§ Prompt
Which lines of the records below contain the string "Deserialize"? Report each of them.

§ Given data
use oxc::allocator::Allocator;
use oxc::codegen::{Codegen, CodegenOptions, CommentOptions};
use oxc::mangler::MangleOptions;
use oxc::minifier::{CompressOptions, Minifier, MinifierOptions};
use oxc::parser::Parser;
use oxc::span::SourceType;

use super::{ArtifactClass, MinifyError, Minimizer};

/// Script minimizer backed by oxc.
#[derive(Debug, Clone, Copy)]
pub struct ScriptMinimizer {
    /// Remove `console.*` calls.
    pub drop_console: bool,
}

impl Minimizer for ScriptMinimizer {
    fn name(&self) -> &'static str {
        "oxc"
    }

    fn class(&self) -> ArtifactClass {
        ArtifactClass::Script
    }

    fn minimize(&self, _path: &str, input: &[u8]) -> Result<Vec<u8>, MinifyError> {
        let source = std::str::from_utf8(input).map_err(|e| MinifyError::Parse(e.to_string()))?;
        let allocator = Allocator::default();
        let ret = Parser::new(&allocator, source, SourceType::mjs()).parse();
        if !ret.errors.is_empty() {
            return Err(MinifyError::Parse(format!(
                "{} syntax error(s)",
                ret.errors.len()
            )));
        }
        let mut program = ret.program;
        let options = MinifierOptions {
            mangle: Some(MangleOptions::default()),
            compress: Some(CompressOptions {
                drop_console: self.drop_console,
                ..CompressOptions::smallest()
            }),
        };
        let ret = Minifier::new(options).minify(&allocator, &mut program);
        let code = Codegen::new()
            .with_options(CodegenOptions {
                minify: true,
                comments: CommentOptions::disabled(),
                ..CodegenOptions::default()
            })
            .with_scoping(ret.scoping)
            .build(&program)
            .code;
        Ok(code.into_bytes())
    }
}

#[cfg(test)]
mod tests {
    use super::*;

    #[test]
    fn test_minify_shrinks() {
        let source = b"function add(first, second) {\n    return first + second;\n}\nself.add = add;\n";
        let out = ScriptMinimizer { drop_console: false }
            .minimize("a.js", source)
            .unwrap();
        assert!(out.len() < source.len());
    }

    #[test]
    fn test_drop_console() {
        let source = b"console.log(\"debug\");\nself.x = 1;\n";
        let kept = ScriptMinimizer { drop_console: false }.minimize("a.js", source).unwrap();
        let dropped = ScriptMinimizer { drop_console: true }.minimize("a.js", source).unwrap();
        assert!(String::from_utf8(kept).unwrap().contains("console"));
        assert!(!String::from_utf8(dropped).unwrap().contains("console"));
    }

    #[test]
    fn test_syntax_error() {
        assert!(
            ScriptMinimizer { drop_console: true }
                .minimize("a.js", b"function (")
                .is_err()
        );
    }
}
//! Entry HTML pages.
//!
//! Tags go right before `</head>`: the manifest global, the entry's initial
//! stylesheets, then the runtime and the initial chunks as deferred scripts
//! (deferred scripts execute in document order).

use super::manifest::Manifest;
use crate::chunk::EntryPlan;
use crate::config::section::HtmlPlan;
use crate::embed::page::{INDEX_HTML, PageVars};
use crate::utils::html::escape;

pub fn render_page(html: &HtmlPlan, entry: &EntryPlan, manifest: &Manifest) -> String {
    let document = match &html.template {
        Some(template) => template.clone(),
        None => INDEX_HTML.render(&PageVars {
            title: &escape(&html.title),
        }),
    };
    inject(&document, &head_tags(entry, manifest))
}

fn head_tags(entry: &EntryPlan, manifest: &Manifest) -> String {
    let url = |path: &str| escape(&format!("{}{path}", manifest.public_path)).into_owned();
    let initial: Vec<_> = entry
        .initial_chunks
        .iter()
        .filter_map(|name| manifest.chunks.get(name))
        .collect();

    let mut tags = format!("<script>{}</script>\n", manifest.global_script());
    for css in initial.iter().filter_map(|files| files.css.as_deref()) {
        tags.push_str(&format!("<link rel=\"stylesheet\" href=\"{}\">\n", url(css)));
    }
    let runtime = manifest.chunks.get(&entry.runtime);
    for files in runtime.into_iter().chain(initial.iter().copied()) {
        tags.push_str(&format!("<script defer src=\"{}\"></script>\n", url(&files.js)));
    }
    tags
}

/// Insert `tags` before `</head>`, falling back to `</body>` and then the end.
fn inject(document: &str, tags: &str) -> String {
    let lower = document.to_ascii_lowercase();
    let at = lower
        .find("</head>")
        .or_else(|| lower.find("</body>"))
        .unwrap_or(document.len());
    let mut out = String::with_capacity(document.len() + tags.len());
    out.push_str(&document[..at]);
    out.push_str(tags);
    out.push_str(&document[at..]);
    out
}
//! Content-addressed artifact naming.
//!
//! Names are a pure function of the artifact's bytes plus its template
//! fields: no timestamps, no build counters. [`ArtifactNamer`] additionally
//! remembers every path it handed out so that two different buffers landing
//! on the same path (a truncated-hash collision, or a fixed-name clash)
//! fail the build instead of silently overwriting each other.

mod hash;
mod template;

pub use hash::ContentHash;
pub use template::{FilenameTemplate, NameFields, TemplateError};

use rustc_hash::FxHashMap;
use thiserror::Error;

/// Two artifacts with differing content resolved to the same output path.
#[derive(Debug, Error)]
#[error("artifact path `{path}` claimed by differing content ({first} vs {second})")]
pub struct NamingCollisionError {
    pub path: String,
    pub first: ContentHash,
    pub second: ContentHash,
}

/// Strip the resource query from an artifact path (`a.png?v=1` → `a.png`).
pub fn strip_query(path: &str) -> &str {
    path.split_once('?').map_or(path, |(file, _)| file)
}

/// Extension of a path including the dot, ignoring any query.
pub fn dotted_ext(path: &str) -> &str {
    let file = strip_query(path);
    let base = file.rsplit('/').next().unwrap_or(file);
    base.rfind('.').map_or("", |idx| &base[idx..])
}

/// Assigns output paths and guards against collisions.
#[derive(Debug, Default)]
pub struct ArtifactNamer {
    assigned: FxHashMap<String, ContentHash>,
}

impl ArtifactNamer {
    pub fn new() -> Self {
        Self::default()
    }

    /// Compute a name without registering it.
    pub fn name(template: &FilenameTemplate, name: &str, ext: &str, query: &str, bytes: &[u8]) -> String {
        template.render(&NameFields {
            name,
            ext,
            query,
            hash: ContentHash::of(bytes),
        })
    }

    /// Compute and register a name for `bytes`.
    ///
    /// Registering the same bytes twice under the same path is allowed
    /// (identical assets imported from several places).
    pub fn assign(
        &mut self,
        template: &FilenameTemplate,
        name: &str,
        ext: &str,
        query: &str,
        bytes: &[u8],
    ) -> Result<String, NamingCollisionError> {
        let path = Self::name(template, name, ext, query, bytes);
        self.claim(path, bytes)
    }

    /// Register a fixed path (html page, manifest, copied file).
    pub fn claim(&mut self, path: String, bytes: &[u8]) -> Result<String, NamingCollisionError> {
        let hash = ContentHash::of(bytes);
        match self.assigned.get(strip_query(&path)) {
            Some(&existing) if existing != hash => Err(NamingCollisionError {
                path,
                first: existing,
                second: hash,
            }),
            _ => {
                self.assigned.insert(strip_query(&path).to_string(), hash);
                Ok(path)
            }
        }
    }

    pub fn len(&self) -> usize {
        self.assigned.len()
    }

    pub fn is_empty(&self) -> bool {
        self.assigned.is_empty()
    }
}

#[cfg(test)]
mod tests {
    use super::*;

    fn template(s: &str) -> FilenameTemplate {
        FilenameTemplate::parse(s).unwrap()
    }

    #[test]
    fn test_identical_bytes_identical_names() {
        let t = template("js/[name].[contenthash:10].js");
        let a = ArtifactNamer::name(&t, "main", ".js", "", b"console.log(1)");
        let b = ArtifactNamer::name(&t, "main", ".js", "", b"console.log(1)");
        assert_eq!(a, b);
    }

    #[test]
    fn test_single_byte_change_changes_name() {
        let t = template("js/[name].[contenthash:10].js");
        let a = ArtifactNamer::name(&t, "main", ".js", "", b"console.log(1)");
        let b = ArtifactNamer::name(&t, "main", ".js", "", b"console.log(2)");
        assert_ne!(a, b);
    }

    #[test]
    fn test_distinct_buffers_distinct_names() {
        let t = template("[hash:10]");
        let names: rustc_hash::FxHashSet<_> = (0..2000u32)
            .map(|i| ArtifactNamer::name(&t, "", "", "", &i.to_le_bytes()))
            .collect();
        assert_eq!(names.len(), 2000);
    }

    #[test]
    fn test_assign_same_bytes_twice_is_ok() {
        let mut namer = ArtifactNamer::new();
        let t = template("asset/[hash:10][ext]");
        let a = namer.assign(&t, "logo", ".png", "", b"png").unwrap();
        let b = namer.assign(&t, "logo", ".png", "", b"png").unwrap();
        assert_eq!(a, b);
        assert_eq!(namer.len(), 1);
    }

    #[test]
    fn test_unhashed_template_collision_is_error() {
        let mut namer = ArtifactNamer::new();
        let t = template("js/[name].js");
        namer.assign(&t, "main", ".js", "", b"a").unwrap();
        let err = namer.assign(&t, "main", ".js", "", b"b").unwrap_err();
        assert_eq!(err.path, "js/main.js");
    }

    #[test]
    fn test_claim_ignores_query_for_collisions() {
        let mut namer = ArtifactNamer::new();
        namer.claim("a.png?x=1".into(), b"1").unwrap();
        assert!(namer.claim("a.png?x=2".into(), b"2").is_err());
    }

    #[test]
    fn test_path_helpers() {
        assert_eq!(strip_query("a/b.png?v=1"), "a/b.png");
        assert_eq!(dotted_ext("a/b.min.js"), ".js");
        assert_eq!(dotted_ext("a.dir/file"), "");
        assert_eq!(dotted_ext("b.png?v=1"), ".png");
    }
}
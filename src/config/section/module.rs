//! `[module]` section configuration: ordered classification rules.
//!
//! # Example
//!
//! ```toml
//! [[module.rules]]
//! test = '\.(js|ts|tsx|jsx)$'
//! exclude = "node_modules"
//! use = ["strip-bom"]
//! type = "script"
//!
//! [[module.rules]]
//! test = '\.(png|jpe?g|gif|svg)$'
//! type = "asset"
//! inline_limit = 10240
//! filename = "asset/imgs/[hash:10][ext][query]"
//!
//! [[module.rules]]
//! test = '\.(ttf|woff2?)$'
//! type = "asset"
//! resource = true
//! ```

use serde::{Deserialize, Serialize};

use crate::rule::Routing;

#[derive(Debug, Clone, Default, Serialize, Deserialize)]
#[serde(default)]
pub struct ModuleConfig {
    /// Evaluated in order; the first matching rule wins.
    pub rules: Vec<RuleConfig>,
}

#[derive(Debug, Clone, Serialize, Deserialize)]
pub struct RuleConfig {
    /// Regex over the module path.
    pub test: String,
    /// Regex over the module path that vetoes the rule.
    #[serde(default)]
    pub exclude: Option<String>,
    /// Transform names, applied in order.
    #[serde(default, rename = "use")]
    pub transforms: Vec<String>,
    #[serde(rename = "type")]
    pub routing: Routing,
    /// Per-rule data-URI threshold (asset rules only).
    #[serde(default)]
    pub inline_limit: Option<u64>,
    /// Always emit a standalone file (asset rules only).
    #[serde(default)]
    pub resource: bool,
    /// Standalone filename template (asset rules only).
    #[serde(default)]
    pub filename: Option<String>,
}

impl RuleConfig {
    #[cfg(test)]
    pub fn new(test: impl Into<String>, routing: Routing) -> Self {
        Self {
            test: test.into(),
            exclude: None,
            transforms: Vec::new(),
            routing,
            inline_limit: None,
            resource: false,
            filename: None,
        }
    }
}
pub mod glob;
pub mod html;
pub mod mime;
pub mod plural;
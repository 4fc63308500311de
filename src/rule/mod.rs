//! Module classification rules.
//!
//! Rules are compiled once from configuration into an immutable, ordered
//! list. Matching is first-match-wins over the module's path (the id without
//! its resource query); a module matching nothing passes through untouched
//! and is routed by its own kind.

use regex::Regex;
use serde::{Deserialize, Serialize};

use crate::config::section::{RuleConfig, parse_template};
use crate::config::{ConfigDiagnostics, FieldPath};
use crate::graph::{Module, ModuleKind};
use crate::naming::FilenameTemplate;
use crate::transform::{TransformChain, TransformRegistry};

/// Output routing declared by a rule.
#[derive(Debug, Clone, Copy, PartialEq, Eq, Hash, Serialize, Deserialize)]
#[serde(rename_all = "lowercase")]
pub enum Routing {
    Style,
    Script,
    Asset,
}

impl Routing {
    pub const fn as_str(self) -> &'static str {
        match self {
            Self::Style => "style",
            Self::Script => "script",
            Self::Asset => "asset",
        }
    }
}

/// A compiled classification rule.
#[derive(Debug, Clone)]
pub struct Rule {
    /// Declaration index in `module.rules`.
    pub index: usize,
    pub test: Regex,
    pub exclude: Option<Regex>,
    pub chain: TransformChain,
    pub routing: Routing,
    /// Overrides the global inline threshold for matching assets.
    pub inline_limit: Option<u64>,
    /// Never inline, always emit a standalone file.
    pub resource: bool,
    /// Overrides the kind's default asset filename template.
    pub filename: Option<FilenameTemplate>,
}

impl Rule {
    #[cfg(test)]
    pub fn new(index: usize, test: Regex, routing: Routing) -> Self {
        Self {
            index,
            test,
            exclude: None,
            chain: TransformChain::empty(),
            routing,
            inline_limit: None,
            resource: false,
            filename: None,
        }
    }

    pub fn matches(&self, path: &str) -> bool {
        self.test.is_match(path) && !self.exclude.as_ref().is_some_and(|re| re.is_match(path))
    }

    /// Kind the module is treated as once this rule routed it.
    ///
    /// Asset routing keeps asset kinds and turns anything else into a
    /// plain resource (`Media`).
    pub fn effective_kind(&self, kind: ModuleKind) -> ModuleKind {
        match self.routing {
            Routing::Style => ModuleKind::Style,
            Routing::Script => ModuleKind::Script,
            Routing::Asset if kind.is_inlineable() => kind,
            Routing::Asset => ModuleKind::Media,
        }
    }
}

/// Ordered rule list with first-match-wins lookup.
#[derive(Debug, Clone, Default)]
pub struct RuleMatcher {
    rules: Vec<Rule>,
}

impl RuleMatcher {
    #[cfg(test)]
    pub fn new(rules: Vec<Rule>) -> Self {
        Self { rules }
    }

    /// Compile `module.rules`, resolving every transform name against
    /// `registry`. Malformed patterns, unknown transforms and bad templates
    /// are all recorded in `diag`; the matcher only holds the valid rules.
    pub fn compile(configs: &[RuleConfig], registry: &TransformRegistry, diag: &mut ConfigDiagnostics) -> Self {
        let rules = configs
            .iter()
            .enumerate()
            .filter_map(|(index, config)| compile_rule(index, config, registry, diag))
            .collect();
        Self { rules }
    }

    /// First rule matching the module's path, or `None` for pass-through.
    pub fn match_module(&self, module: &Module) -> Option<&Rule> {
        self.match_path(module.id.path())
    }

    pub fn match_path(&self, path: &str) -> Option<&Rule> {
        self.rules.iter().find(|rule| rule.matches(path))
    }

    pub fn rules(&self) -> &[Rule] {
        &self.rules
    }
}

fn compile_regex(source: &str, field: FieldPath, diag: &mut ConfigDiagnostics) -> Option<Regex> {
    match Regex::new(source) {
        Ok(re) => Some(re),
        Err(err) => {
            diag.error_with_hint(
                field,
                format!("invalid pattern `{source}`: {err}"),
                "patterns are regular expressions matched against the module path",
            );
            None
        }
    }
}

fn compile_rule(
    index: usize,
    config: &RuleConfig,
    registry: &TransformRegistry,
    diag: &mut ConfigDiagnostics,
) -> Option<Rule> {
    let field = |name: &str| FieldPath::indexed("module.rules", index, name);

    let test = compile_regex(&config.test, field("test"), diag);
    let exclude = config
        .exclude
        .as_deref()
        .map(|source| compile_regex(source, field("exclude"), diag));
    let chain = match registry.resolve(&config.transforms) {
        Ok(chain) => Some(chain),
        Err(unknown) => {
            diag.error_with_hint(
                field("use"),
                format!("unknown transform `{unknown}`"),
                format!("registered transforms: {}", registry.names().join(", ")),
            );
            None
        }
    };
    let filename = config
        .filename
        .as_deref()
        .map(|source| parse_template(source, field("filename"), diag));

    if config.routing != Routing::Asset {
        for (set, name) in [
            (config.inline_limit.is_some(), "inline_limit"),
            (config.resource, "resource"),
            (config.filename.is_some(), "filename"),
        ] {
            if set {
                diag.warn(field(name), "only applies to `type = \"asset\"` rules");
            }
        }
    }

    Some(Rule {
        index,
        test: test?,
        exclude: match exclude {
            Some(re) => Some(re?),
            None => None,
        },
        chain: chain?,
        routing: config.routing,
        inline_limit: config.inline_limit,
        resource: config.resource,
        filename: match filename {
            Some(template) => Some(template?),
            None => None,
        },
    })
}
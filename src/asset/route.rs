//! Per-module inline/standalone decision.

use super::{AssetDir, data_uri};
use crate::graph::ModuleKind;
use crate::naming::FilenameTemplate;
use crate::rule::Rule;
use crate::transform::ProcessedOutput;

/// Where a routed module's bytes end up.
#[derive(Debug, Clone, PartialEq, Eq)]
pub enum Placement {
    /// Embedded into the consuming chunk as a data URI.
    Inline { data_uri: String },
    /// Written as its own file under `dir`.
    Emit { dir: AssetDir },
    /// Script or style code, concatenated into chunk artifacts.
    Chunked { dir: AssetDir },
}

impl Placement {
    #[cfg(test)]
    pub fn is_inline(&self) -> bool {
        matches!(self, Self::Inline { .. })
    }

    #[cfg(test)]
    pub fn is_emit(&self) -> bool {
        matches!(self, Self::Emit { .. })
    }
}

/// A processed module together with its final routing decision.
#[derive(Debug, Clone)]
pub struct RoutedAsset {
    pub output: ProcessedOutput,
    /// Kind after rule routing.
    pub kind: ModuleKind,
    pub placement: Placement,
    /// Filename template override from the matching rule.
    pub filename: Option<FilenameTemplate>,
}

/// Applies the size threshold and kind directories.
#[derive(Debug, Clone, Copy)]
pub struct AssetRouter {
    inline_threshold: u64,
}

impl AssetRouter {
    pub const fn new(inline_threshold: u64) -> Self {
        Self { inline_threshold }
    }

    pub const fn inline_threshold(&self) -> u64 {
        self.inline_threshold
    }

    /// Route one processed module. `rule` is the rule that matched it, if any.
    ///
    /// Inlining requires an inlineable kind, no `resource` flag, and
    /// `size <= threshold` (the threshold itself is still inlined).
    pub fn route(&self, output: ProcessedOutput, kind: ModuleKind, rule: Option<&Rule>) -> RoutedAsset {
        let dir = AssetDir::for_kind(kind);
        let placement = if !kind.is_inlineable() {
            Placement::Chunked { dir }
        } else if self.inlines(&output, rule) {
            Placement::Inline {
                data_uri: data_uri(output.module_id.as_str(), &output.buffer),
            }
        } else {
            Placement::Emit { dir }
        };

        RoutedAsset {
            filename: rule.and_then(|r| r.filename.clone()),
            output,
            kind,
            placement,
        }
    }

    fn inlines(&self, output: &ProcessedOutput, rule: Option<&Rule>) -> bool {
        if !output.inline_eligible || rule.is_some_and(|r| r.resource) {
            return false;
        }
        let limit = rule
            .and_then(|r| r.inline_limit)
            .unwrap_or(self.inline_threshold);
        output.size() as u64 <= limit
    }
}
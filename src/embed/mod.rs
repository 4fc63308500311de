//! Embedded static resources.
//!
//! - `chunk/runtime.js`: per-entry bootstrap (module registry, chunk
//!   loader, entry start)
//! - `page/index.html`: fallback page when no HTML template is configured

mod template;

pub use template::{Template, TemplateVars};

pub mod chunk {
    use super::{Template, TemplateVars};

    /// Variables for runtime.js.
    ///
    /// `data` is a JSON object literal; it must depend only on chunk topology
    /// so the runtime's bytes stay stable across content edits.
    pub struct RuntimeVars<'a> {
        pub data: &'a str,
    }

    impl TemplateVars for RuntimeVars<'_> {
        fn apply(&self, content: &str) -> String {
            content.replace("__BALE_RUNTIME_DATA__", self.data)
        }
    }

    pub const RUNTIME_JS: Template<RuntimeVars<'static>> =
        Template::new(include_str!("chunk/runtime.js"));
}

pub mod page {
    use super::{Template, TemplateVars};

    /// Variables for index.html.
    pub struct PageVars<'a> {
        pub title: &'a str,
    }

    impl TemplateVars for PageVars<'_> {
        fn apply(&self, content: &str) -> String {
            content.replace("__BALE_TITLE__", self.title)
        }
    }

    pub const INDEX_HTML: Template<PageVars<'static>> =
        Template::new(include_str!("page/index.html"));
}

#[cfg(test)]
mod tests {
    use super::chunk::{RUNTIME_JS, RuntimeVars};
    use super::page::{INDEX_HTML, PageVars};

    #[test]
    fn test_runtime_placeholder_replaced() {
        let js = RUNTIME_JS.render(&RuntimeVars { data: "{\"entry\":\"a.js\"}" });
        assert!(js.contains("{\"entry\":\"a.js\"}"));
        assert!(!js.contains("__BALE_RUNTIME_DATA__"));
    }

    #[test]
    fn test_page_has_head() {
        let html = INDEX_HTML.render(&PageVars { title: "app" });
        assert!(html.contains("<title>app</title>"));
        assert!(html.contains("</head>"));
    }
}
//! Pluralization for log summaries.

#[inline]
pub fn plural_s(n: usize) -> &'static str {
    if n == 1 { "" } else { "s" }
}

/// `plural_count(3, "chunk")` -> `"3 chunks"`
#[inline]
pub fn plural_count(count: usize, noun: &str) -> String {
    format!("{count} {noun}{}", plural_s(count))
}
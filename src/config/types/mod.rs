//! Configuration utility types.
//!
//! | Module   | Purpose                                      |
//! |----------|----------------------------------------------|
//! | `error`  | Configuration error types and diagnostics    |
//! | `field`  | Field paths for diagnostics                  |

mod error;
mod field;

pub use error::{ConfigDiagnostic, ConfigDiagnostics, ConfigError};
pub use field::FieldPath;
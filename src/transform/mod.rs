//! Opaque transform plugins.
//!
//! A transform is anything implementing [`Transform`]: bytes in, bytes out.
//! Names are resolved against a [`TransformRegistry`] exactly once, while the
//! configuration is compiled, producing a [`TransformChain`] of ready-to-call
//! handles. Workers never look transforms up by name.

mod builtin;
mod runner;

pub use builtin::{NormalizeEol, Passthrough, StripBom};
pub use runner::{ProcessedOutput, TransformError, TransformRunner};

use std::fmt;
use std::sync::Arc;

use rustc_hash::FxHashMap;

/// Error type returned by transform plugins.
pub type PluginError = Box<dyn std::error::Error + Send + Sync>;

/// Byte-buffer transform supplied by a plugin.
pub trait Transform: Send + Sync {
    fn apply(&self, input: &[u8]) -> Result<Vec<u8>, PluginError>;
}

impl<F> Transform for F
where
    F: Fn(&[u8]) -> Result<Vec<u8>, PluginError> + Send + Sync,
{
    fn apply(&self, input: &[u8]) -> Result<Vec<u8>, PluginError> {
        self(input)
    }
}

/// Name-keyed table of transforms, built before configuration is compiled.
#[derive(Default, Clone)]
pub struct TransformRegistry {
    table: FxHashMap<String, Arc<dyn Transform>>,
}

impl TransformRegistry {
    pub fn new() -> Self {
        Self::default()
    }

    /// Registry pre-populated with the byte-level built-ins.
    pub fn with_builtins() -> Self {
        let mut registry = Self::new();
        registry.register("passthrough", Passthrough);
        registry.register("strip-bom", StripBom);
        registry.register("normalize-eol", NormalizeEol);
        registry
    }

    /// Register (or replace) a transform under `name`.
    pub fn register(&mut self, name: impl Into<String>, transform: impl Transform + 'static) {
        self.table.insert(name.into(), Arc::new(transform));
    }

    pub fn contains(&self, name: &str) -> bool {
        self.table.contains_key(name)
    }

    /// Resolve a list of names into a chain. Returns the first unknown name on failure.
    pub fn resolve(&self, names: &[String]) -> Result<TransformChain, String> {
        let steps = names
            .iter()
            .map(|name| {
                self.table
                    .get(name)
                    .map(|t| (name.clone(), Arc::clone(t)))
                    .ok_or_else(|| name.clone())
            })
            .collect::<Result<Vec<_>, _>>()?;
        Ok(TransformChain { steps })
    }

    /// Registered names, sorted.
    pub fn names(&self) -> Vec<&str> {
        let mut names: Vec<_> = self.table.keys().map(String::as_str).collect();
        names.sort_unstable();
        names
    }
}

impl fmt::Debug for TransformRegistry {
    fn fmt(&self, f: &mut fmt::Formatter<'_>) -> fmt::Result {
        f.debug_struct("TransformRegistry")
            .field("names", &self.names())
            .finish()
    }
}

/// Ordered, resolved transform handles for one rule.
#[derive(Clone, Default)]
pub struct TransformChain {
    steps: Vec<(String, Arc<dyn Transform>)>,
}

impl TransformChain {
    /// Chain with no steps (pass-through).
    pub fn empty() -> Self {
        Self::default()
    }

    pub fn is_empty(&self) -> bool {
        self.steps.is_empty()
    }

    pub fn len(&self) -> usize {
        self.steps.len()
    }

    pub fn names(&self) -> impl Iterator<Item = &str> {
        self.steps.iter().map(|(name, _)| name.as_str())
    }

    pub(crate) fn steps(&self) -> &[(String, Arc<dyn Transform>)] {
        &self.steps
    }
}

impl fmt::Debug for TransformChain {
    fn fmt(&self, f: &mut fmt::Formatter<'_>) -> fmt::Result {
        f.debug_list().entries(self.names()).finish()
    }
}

§ Output for this exercise
use serde::{Deserialize, Serialize};
#[derive(Debug, Clone, Default, Serialize, Deserialize)]
#[derive(Debug, Clone, Serialize, Deserialize)]
use serde::{Deserialize, Serialize};
#[derive(Debug, Clone, Copy, PartialEq, Eq, Hash, Serialize, Deserialize)]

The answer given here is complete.